Stored items:
·····
//! Time-series source: provider fetch with synthetic fallback.

pub mod eia;
pub mod sample;

use chrono::{Duration, NaiveDate};
use tracing::{info, warn};

use crate::domain::{AlignedSeries, MAX_WEEKS, PipelineConfig};

pub use eia::{EiaClient, SourceError};
pub use sample::synthetic_series;

/// Fetch the aligned target/driver series for the last `weeks` weeks.
///
/// Never fails: any provider problem (network, timeout, status, payload shape,
/// no overlapping dates) is logged and replaced by a synthetic series of the
/// same shape. There is no retry. `weeks` is clamped to `1..=MAX_WEEKS`.
pub fn fetch_aligned(config: &PipelineConfig, weeks: usize, today: NaiveDate) -> AlignedSeries {
    let clamped = weeks.clamp(1, MAX_WEEKS);
    if clamped != weeks {
        warn!(requested = weeks, using = clamped, "history length out of range");
    }
    let weeks = clamped;
    match fetch_from_provider(config, weeks, today) {
        Ok(series) => {
            info!(points = series.len(), "using EIA price history");
            series
        }
        Err(err) => {
            warn!(error = %err, "EIA data unavailable, generating synthetic series");
            synthetic_series(weeks, today, config.synthetic_seed)
        }
    }
}

fn fetch_from_provider(
    config: &PipelineConfig,
    weeks: usize,
    today: NaiveDate,
) -> Result<AlignedSeries, SourceError> {
    let start = i64::try_from(weeks)
        .ok()
        .and_then(|w| today.checked_sub_signed(Duration::weeks(w)))
        .ok_or(SourceError::Lookback(weeks))?;
    let client = EiaClient::from_config(config)?;
    client.fetch_aligned(start, weeks)
}

#[cfg(test)]
mod tests {
    use std::time::Duration as StdDuration;

    use super::*;
    use crate::domain::SeriesOrigin;

    #[test]
    fn unreachable_provider_falls_back_to_synthetic() {
        let config = PipelineConfig {
            // Port 9 (discard) is closed on test machines; the connection is refused quickly.
            eia_base_url: "http://127.0.0.1:9/v2".to_string(),
            request_timeout: StdDuration::from_millis(500),
            ..PipelineConfig::default()
        };
        let today = NaiveDate::from_ymd_opt(2025, 6, 12).unwrap();

        let series = fetch_aligned(&config, 52, today);
        assert_eq!(series.origin, SeriesOrigin::Synthetic);
        assert_eq!(series.len(), 53);
        assert_eq!(series.target.len(), series.driver.len());
        for w in series.dates.windows(2) {
            assert!(w[0] < w[1]);
        }
    }

    #[test]
    fn zero_weeks_is_clamped() {
        let config = PipelineConfig {
            eia_base_url: "http://127.0.0.1:9/v2".to_string(),
            request_timeout: StdDuration::from_millis(500),
            ..PipelineConfig::default()
        };
        let today = NaiveDate::from_ymd_opt(2025, 6, 12).unwrap();
        let series = fetch_aligned(&config, 0, today);
        assert_eq!(series.len(), 2);
    }

    #[test]
    fn oversized_lookback_is_clamped_instead_of_overflowing() {
        let config = PipelineConfig {
            eia_base_url: "http://127.0.0.1:9/v2".to_string(),
            request_timeout: StdDuration::from_millis(500),
            ..PipelineConfig::default()
        };
        let today = NaiveDate::from_ymd_opt(2025, 6, 12).unwrap();
        let series = fetch_aligned(&config, 20_000_000, today);
        assert_eq!(series.origin, SeriesOrigin::Synthetic);
        assert_eq!(series.len(), MAX_WEEKS + 1);
    }

    #[test]
    fn lookback_before_the_calendar_is_a_source_error() {
        let config = PipelineConfig::default();
        let err = fetch_from_provider(&config, 10, NaiveDate::MIN).unwrap_err();
        assert_eq!(err, SourceError::Lookback(10));
    }
}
·····
▶ **Task item**: Using the records above, say how many lines include the string "start". Only the number is wanted.

▶ **Written response**: 2